Look at any diagram of the TOGAF ADM and you will notice something unusual. In the centre of the wheel, surrounded by all the numbered phases arranged in a circle, sits a single process labelled Requirements Management. It is not Phase A or Phase B or any numbered phase at all. It is in the centre because it is always active regardless of which ADM phase the organisation is currently in.

Requirements Management is the most misunderstood element of the ADM. Many candidates assume it is a phase like the others, to be visited once and ticked off the list. It is not. It is a continuous, cross-cutting process that runs for the entire duration of every architecture development effort. Understanding this distinction is essential for both the certification exam and for effective real-world practice.


What Requirements Management Does

Requirements Management in TOGAF serves a single core purpose: ensuring that architecture requirements are identified, stored, managed, and fed into the appropriate phases of the ADM throughout the entire architecture lifecycle.

It handles requirements from the moment they are first identified through to the point where they are addressed by the architecture and verified during implementation. It also handles the inevitable situation where requirements change after they have already been incorporated into the architecture.

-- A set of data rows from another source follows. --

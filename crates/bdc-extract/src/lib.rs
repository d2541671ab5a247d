#![doc = include_str!("../README.md")]
#![doc(issue_tracker_base_url = "https://github.com/factordynamics/bdc/issues/")]
#![cfg_attr(docsrs, feature(doc_cfg, doc_auto_cfg))]
#![warn(missing_docs)]
#![forbid(unsafe_code)]

/// Investment assembly from tagged facts.
pub mod assemble;
/// Asset-class, affiliation and industry classifiers.
pub mod classify;
/// Canonical field dictionary.
pub mod concepts;
/// Fact normalization.
pub mod facts;
/// HTML table extraction.
pub mod html;
/// Affiliated roll-forward extraction.
pub mod rollforward;
/// Portfolio summary statistics.
pub mod summary;

// Re-export commonly used items at crate root
pub use assemble::{
    AssembledInvestment, INVESTMENT_IDENTIFIER_AXIS, ParsedIdentifier, XbrlExtraction,
    assemble_investments, extract_from_facts, parse_investment_identifier, resolve_investment_id,
};
pub use classify::{
    OTHER_SECTOR, UNKNOWN_SECTOR, classify_affiliation, classify_asset_class, classify_industry,
    industry_code,
};
pub use concepts::{ConceptCategory, Field, ValueKind};
pub use facts::{FactValue, NormalizedFact, normalize_concept, normalize_fact, parse_enum_uri};
pub use html::{HtmlExtraction, TableScanConfig, extract_from_html};
pub use rollforward::{
    AffiliatedRollforward, AggregateFact, RollforwardEntry, extract_affiliated_rollforward,
};
pub use summary::{PortfolioSummary, SummaryRow};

In practical terms, Requirements Management is responsible for:

  • Maintaining a central repository of architecture requirements
  • Ensuring that requirements are traceable to their source stakeholders and business drivers
  • Feeding relevant requirements into each ADM phase at the right time
  • Managing changes to requirements and assessing the impact of those changes on existing architecture work
  • Ensuring that delivered architectures can be verified against the requirements they were built to address

Why Requirements Management Is Placed at the Centre

The positioning of Requirements Management at the centre of the ADM wheel is deliberate and meaningful. It reflects three important truths about requirements in enterprise architecture.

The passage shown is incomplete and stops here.